Body Posture involves the relative position and control of the musculature with respect to each other (Andre et al., 2015). Muscle recruitment is necessary for maintaining the postural control; therefore muscle should be active for maintaining the balance. Balance is a condition in which all forces acting on the body are being at equilibrium such that the centre of gravity lies within the base of support (Quitschal et al., 2014). Balance and posture is being defined by the System Model of Balance, its components are visual, somato-sensory and vestibular. The impairments in balance can be a consequence of changes in motor, sensory and integrative aspects of motor control (Rey et al., 2017). The central nervous system integrates all the cues coming from the environmental organization and the sensory system orients it. Incidence of high risk of fall and increased postural sway is being seen in older adults and due to these falls there are higher incidence of fractures other than any injuries (Villiers and Kalula, 2015), whereas some literatures report that young adults are also affected with poor posture control and balance and therefore, more cases of upper extremity fractures have been reported in young adults due to falls (Quitschal et al., 2014, Akdeniz et al., 2016 and Aydın et al., 2017).

Various tools or measures were employed such as plumb line or weighted line for normal postural alignment, visual inspection for postural alignment and interactive posturography system for postural stability (Paillard et al., 2015). Researchers also employed measures of the initial stance position, centre of alignment, mean sway path, total excursion and the zone of stability and considered as reliable measures of postural control (Anna et al., 2015 and Hung et al., 2016). Amalgamation of other tools were also being employed such as TETRAX® biofeedback video games for balance training is a feasible adjunctive program that may augment conventional therapy in persons with chronic hemiplegic stroke
(Hung et al., 2016 and Yun & Yoo, 2016). The study concluded that there is relation risk of fall, balance and neuromuscular function in 60 years women (Akdeniz et al., 2016).

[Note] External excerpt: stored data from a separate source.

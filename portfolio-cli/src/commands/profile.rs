use crate::backend::Backends;
use crate::cli::{ProfileCommand, SetProfileArgs};
use crate::output::{create_standard_table, header_cell};
use anyhow::Result;
use portfolio_model::TeacherProfile;
use portfolio_store::ProfileService;
use std::io::Write;

pub async fn run(backends: &Backends, command: &ProfileCommand, out: &mut dyn Write) -> Result<()> {
    let service = ProfileService::new(backends.records.clone());
    match command {
        ProfileCommand::Show => match service.load().await? {
            Some(profile) => write_profile(out, &profile),
            None => {
                writeln!(out, "لم يتم إنشاء الملف الشخصي بعد")?;
                Ok(())
            }
        },
        ProfileCommand::Set(args) => {
            let mut profile = service.load().await?.unwrap_or_default();
            apply(&mut profile, args);
            let saved = service.save(&profile).await?;
            write_profile(out, &saved)
        }
    }
}

fn apply(profile: &mut TeacherProfile, args: &SetProfileArgs) {
    let text_fields = [
        (&mut profile.full_name, &args.full_name),
        (&mut profile.specialization, &args.specialization),
        (&mut profile.school, &args.school),
        (&mut profile.stage, &args.stage),
        (&mut profile.philosophy_vision, &args.philosophy),
        (&mut profile.planning_intro, &args.planning_intro),
        (&mut profile.strategies_remedial, &args.strategies_remedial),
    ];
    for (target, value) in text_fields {
        if let Some(value) = value {
            *target = value.clone();
        }
    }
    if let Some(years) = args.experience_years {
        profile.experience_years = years;
    }
    if !args.qualifications.is_empty() {
        profile.qualifications_list = args.qualifications.clone();
    }
}

fn write_profile(out: &mut dyn Write, profile: &TeacherProfile) -> Result<()> {
    let schema = TeacherProfile::schema();
    let rows = [
        ("full_name", profile.full_name.clone()),
        ("specialization", profile.specialization.clone()),
        ("school", profile.school.clone()),
        ("stage", profile.stage.clone()),
        ("experience_years", profile.experience_years.to_string()),
        ("qualifications_list", profile.qualifications_list.join(", ")),
        ("philosophy_vision", profile.philosophy_vision.clone()),
        ("planning_intro", profile.planning_intro.clone()),
        ("strategies_remedial", profile.strategies_remedial.clone()),
    ];

    let mut table = create_standard_table();
    table.set_header(vec![header_cell("Field"), header_cell("Value")]);
    for (name, value) in rows {
        table.add_row(vec![schema.label(name), value]);
    }
    writeln!(out, "{table}")?;
    Ok(())
}
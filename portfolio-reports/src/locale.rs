use serde::{Deserialize, Serialize};

/// Strings and formats used when turning values into text.
///
/// Defaults match the Arabic UI. Every field can be overridden from the
/// `[locale]` table of the CLI config.
#[derive(Debug, Clone, PartialEq, Eq, Serialize, Deserialize)]
#[serde(default)]
pub struct Locale {
    /// Shown for missing values in the preview.
    pub placeholder: String,
    /// Preview glyphs for booleans.
    pub true_glyph: String,
    pub false_glyph: String,
    /// Export words for booleans.
    pub yes: String,
    pub no: String,
    /// Suffix for the "`<n>` items" summary of list values.
    pub items_suffix: String,
    /// `chrono` format for date-only rendering.
    pub date_format: String,
    pub empty_state: String,
    pub preview_title: String,
    pub records_label: String,
    pub records_unit: String,
    pub fields_label: String,
    pub fields_unit: String,
    /// "No constraint" option of choice filters.
    pub any_option: String,
    pub choose_placeholder: String,
    pub search_placeholder: String,
    pub number_placeholder: String,
}

impl Default for Locale {
    fn default() -> Self {
        Self {
            placeholder: "-".to_string(),
            true_glyph: "✓".to_string(),
            false_glyph: "✗".to_string(),
            yes: "نعم".to_string(),
            no: "لا".to_string(),
            items_suffix: "عنصر".to_string(),
            date_format: "%d/%m/%Y".to_string(),
            empty_state: "لا توجد بيانات لعرضها".to_string(),
            preview_title: "معاينة التقرير".to_string(),
            records_label: "إجمالي السجلات".to_string(),
            records_unit: "سجل".to_string(),
            fields_label: "الحقول المعروضة".to_string(),
            fields_unit: "حقل".to_string(),
            any_option: "الكل".to_string(),
            choose_placeholder: "اختر...".to_string(),
            search_placeholder: "ابحث...".to_string(),
            number_placeholder: "أدخل رقم...".to_string(),
        }
    }
}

Aforementioned studies employed the TETRAX® tool in combination with other interventions but there is limited study on the age group 20-40 years. Therefore, there is need to determine that whether the risk of fall is the problem in geriatric population only or is it an alarming problem within young adults of age group (Garcia & Navarro, 2016 and Rey et al., 2017).

As there is higher risk of fall and stability index in individuals with low physical activity. The aim of this study is screening of balance and postural control in individuals. The objective of this study is to determine the risk of fall in the healthy young population by employing measures such as Modified Romberg’s Test, TETRAX® Posturographic method and Static Postural Alignment Examination. These tests have intrinsic characteristic features such as accuracy, non-invasive and weight distribution etc. (Lee et al., 2016) which make them reliable tools for the determination of risk of fall among different age group and also on gender bias.

Material and Methods

Young healthy adults between age 20-40 individual were included in the study and were with 10 subjects each in four respective Groups A (20-25) years, B (26-30) years, C (31-35) years and D (36-40) years as per their age. The study was performed at RLJT Hospital & Research Centre, Jhunjhunu. All subjects were included after performing Romberg’s test. Exclusion criteria history of neurological (Guler et al., 2012) or musculoskeletal disorder, laxity in joints pregnancy (Aydın et al., 2017), ankle sprain, marked cognitive impairment (Avni et al., 2006), low vision, insufficient English and Hindi language skills lack of interest to participate The experiment was conducted on the basis of Demographic data and Anthropometric characteristics of the subjects was recorded including Name, Age, Gender, Height and Weight, therefore BMI was also recorded prior to the study. Manual Screening for Postural Control was done by Modified Romberg’s test and Plumb line Posturography method.

Tools employed for the screening of healthy individuals for risk of falls: Modified Romberg’s Test was employed in four different conditions and each condition must be fulfilled in order to move to the next condition. All the conditions were performed standing with feet together and arms crossed. Condition 1: Each subject would be supposed to stand on the floor (firm surface) for 15 seconds eyes open. Condition 2: Each subject would be supposed to stand on the floor (firm surface) for 15 seconds eyes closed.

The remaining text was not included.